Bei benea vereinigen sich
Freundschaft und heilsame
Raserei, Stilgefühl und aktive Entgrenzung, Komplexität trifft auf
Melodie, Dissonanz auf harmonische Finesse. Fünf Persönlichkeiten, so
verschieden wie Puzzleteile, und doch ein schlüssiges Bild. Nach der
Bandgründung im Sommer 2003 und einigen lokalen Konzerten konnten wir
mit kleinstem Budget unsere erste EP „lay your weapons down“ mit fünf
Songs aufnehmen.
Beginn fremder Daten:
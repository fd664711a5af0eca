//! Feeds arbitrary bytes to the tag and constructed-data decoders. Decoding
//! must never panic, and whatever decodes strictly must re-encode to exactly
//! the input.
//! Build with: cargo fuzz run fuzz_tag_decode

#![cfg_attr(fuzzing, no_main)]

#[cfg(fuzzing)]
use bacwire_core::encoding::{encode::Encode, options::DecodeOptions, reader::Reader};
#[cfg(fuzzing)]
use libfuzzer_sys::fuzz_target;

#[cfg(fuzzing)]
fuzz_target!(|data: &[u8]| {
    let mut r = Reader::with_options(data, DecodeOptions::strict());
    if let Ok(elements) = bacwire_core::encoding::constructed::decode_elements(&mut r) {
        assert_eq!(elements.bit_len(), r.position() * 8);
        assert_eq!(elements.to_bytes().unwrap(), data);
    }
});

#[cfg(not(fuzzing))]
fn main() {
    eprintln!("Build with: cargo fuzz run fuzz_tag_decode");
}
use crate::services::i_am::IAmRequest;
use crate::services::parameters::ServiceParameters;
use crate::services::time_synchronization::TimeSynchronizationRequest;
use crate::services::who_has::{IHaveRequest, WhoHasRequest};
use crate::services::who_is::WhoIsRequest;

service_table! {
    /// Service payload of an Unconfirmed-Request PDU.
    pub enum UnconfirmedServiceRequest in UnconfirmedService {
        0x00 => IAm(IAmRequest),
        0x01 => IHave(IHaveRequest),
        0x02 => UnconfirmedCovNotification(ServiceParameters),
        0x03 => UnconfirmedEventNotification(ServiceParameters),
        0x04 => UnconfirmedPrivateTransfer(ServiceParameters),
        0x05 => UnconfirmedTextMessage(ServiceParameters),
        0x06 => TimeSynchronization(TimeSynchronizationRequest),
        0x07 => WhoHas(WhoHasRequest),
        0x08 => WhoIs(WhoIsRequest),
        0x09 => UtcTimeSynchronization(TimeSynchronizationRequest),
        0x0A => WriteGroup(ServiceParameters),
        0x0B => UnconfirmedCovNotificationMultiple(ServiceParameters),
    }
}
Die erste Auflage war schnell vergriffen, und heute
ist die letzte CD der dritten Auflage verkauft worden, insgesamt mehr
als 500 Stück.
Das Video (und zugleich Vorbote des
kommenden,
ersten Longplayers) zu „Sweet Parasite“ wurde Ende letzten Jahres in
Berlin von der „GERMAN FILMSCHOOL“ fertiggestellt und ist seit dato in
den Weiten des Internets und auf unserer Myspace-Page
zu finden.
Über
unsere Konzerte können wir wenig schreiben, für uns vergehen
sie
immer wie im Rausch, aber wir haben noch nie ein
gleichgültiges
Publikum zurückgelassen und hinterher immer mehr Fans und Freunde
gehabt als vorher. Objektiv für unsere Bühnenqualität spricht unter
anderem der erste Platz beim Emergenza-Regio-Finale. Vielleicht muss
man uns aber auch einfach gesehen haben.
„though
lovers be lost love shall not“ , das diesmal komplett in Eigenregie
entstand, steht kurz vor der Fertigstellung.
Grenzen
werden nicht akzeptiert ...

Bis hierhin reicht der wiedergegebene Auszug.